Tomorrow it will be six months since my really cool brain surgery, and I'm pleased to say that the insult to my brain has given me real insight into the effects of brain injury on function. When I first came home from the hospital, I needed to walk with a stick to keep my balance, and I needed a bath stool to help me in and out of the bath, and to sit on while dressing. What had previously been unconscious and automatic, became a deliberate exercise in motor planning. Problem solving was just that! When I filled the bath too full with hot water, it was a struggle for me to work out what I would do, and I had to carefully think out each step. Quite frightening for someone who typically just gets things done! I recall how proud I felt of myself the first time I completed the entire bath routine on my own. With my my stick in hand I opened the bathroom door, to see DH beating a rapid retreat. (He'd been secretly hovering outside the door in case he needed to come in and save me.) "I did it" I said and stepped forward with my head high and my face smug.

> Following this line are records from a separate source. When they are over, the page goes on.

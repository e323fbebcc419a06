use chrono::{DateTime, Utc};
use serde::{Deserialize, Serialize};

use tillbook_core::{CategoryId, DomainResult, Entity};

use crate::require_text;

/// Product category. Products reference categories by name.
#[derive(Debug, Clone, PartialEq, Eq, Serialize, Deserialize)]
pub struct Category {
    id: CategoryId,
    name: String,
    created_at: DateTime<Utc>,
}

impl Category {
    pub fn create(id: CategoryId, name: &str, now: DateTime<Utc>) -> DomainResult<Self> {
        Ok(Self {
            id,
            name: require_text("category name", name)?,
            created_at: now,
        })
    }

    pub fn id_typed(&self) -> CategoryId {
        self.id
    }

    pub fn name(&self) -> &str {
        &self.name
    }

    pub fn created_at(&self) -> DateTime<Utc> {
        self.created_at
    }

    pub fn rename(&mut self, name: &str) -> DomainResult<()> {
        self.name = require_text("category name", name)?;
        Ok(())
    }
}

impl Entity for Category {
    type Id = CategoryId;

    fn id(&self) -> &Self::Id {
        &self.id
    }
}
//! Domain error model.

use thiserror::Error;

/// Result type used across the domain layer.
pub type DomainResult<T> = Result<T, DomainError>;

/// Domain-level error.
///
/// Keep this focused on deterministic, business/domain failures (validation,
/// invariants, stock rules). Storage concerns belong to the infra crate.
#[derive(Debug, Error, Clone, PartialEq, Eq)]
pub enum DomainError {
    /// A value failed validation (e.g. malformed or empty input).
    #[error("validation failed: {0}")]
    Validation(String),

    /// A domain invariant was violated.
    #[error("invariant violated: {0}")]
    InvariantViolation(String),

    /// An identifier was invalid (e.g. parse failure).
    #[error("invalid identifier: {0}")]
    InvalidId(String),

    /// A requested record was not found.
    #[error("{0} not found")]
    NotFound(String),

    /// A uniqueness rule was broken (duplicate name, duplicate number).
    #[error("conflict: {0}")]
    Conflict(String),

    /// The product has no stock at all.
    #[error("product {product} is out of stock")]
    OutOfStock { product: String },

    /// The product has stock, but less than requested.
    #[error("insufficient stock for {product}: available {available}, requested {requested}")]
    InsufficientStock {
        product: String,
        available: i64,
        requested: i64,
    },
}

impl DomainError {
    pub fn validation(msg: impl Into<String>) -> Self {
        Self::Validation(msg.into())
    }

    pub fn invariant(msg: impl Into<String>) -> Self {
        Self::InvariantViolation(msg.into())
    }

    pub fn invalid_id(msg: impl Into<String>) -> Self {
        Self::InvalidId(msg.into())
    }

    pub fn conflict(msg: impl Into<String>) -> Self {
        Self::Conflict(msg.into())
    }

    pub fn not_found(what: impl Into<String>) -> Self {
        Self::NotFound(what.into())
    }

    pub fn out_of_stock(product: impl Into<String>) -> Self {
        Self::OutOfStock {
            product: product.into(),
        }
    }

    pub fn insufficient_stock(product: impl Into<String>, available: i64, requested: i64) -> Self {
        Self::InsufficientStock {
            product: product.into(),
            available,
            requested,
        }
    }
}
use chrono::{DateTime, Utc};
use serde::{Deserialize, Serialize};

use tillbook_core::{DomainError, DomainResult, Entity, ProductId};

use crate::require_text;

/// Catalog record: one sellable product and its stock on hand.
///
/// Prices are in the smallest currency unit (e.g. cents).
#[derive(Debug, Clone, PartialEq, Eq, Serialize, Deserialize)]
pub struct Product {
    id: ProductId,
    name: String,
    company: String,
    category: String,
    quantity: i64,
    price: u64,
    actual_price: u64,
    created_at: DateTime<Utc>,
    updated_at: DateTime<Utc>,
}

/// Input for adding a product to the catalog.
#[derive(Debug, Clone, PartialEq, Eq, Serialize, Deserialize)]
pub struct NewProduct {
    pub name: String,
    pub company: String,
    pub category: String,
    pub quantity: i64,
    /// Sale price in smallest currency unit.
    pub price: u64,
    /// Cost price in smallest currency unit.
    pub actual_price: u64,
}

/// Full replacement of a product's editable fields.
pub type ProductUpdate = NewProduct;

impl Product {
    /// Validate input and build a new catalog record.
    pub fn create(id: ProductId, input: NewProduct, now: DateTime<Utc>) -> DomainResult<Self> {
        let fields = ValidatedFields::from_input(input)?;
        Ok(Self {
            id,
            name: fields.name,
            company: fields.company,
            category: fields.category,
            quantity: fields.quantity,
            price: fields.price,
            actual_price: fields.actual_price,
            created_at: now,
            updated_at: now,
        })
    }

    pub fn id_typed(&self) -> ProductId {
        self.id
    }

    pub fn name(&self) -> &str {
        &self.name
    }

    pub fn company(&self) -> &str {
        &self.company
    }

    pub fn category(&self) -> &str {
        &self.category
    }

    pub fn quantity(&self) -> i64 {
        self.quantity
    }

    pub fn price(&self) -> u64 {
        self.price
    }

    pub fn actual_price(&self) -> u64 {
        self.actual_price
    }

    pub fn created_at(&self) -> DateTime<Utc> {
        self.created_at
    }

    pub fn updated_at(&self) -> DateTime<Utc> {
        self.updated_at
    }

    /// Replace the editable fields. Identity and creation time are kept.
    pub fn apply_update(&mut self, update: ProductUpdate, now: DateTime<Utc>) -> DomainResult<()> {
        let fields = ValidatedFields::from_input(update)?;
        self.name = fields.name;
        self.company = fields.company;
        self.category = fields.category;
        self.quantity = fields.quantity;
        self.price = fields.price;
        self.actual_price = fields.actual_price;
        self.updated_at = now;
        Ok(())
    }

    /// Check that `requested` units can be sold from current stock.
    ///
    /// A product with no stock fails with `OutOfStock` regardless of the
    /// requested amount; otherwise a shortfall is `InsufficientStock`.
    pub fn check_withdrawal(&self, requested: i64) -> DomainResult<()> {
        if self.quantity <= 0 {
            return Err(DomainError::out_of_stock(&self.name));
        }
        if self.quantity < requested {
            return Err(DomainError::insufficient_stock(
                &self.name,
                self.quantity,
                requested,
            ));
        }
        Ok(())
    }

    /// Quantity after applying `delta`, or `InsufficientStock` when the
    /// result would be negative.
    pub fn adjusted_quantity(&self, delta: i64) -> DomainResult<i64> {
        let new_quantity = self
            .quantity
            .checked_add(delta)
            .ok_or_else(|| DomainError::invariant("stock quantity overflow"))?;
        if new_quantity < 0 {
            return Err(DomainError::insufficient_stock(
                &self.name,
                self.quantity,
                delta.saturating_neg(),
            ));
        }
        Ok(new_quantity)
    }

    /// Apply `quantity += delta`, keeping `quantity >= 0`.
    ///
    /// On error the product is left untouched.
    pub fn apply_adjustment(&mut self, delta: i64, now: DateTime<Utc>) -> DomainResult<()> {
        self.quantity = self.adjusted_quantity(delta)?;
        self.updated_at = now;
        Ok(())
    }
}

impl Entity for Product {
    type Id = ProductId;

    fn id(&self) -> &Self::Id {
        &self.id
    }
}

struct ValidatedFields {
    name: String,
    company: String,
    category: String,
    quantity: i64,
    price: u64,
    actual_price: u64,
}

impl ValidatedFields {
    fn from_input(input: NewProduct) -> DomainResult<Self> {
        if input.quantity < 0 {
            return Err(DomainError::validation("quantity cannot be negative"));
        }
        Ok(Self {
            name: require_text("name", &input.name)?,
            company: require_text("company", &input.company)?,
            category: require_text("category", &input.category)?,
            quantity: input.quantity,
            price: input.price,
            actual_price: input.actual_price,
        })
    }
}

"You've got toilet paper dragging off your shoe" he said.
My biggest concern since I returned to work is that I don't think as quickly as I used to. Since in my work I constantly do battle with bureaucrats who don't seem to think at all, I doubt that they notice or care that I may be slower off the mark, but it irks me that during my time of being out of action, there has come onto the market a pen that is smarter than I am! My handwriting, never great, has been appalling since my op, and my efforts to stay mentally on the ball, and also recall what everyone has said in a meeting is too much for my holey head. So I'm hoping my new Smart Pen will fill the gap.
Yesterday, my long awaited Drivers assessment with the Occupational Therapist came about. I wasn't feeling too confident. A practice drive with DH had him clutching the door handles in fear, and at one stage he screamed that I was going off the road to the left! I walked to the OT's office which was in a beautiful old Edwardian house. She invited me to sit in a chair in what would have been the drawing room, and started the testing process. Simple eye hand co-ordination activities that I could , as it turned out, do with my eyes closed. After testing my ability to rotate my head and upper body, she checked my feet and legs for strength. Then she sat square in front of me.
Her feet she explained, were the car pedals, and I was to press her feet with mine to accelerate and brake on her instructions. We got started.."accelerate" and my right foot pressed her left one..."brake" and my left foot moved forward, quickly retracted and my right pressed the brake. "oh I'm glad you did that she said, or we'd have a problem right off!" "No" I said, "this is obviously a manual car. I was going to put the clutch in." so maybe I can still think quickly.
On the actual road, in the dual control automatic car, I managed to brake and accelerate effectively and safely, and do 3 point turn, parking and reversing convincingly enough, that she judged me safe to be on the road, although said I'd obviously forgotten a few subtleties in my 7 months off driving. So I am booked for a refresher lesson next week. I'm thinking that after Christmas, I need to gather all the bills and expenses that have arisen out of this year of illness, treatment and surgery. But on reflection, that may drive me crazy.
Better to be thankful that we came out of it afloat. I should keep to my driving motto: reverse only when absolutely necessary.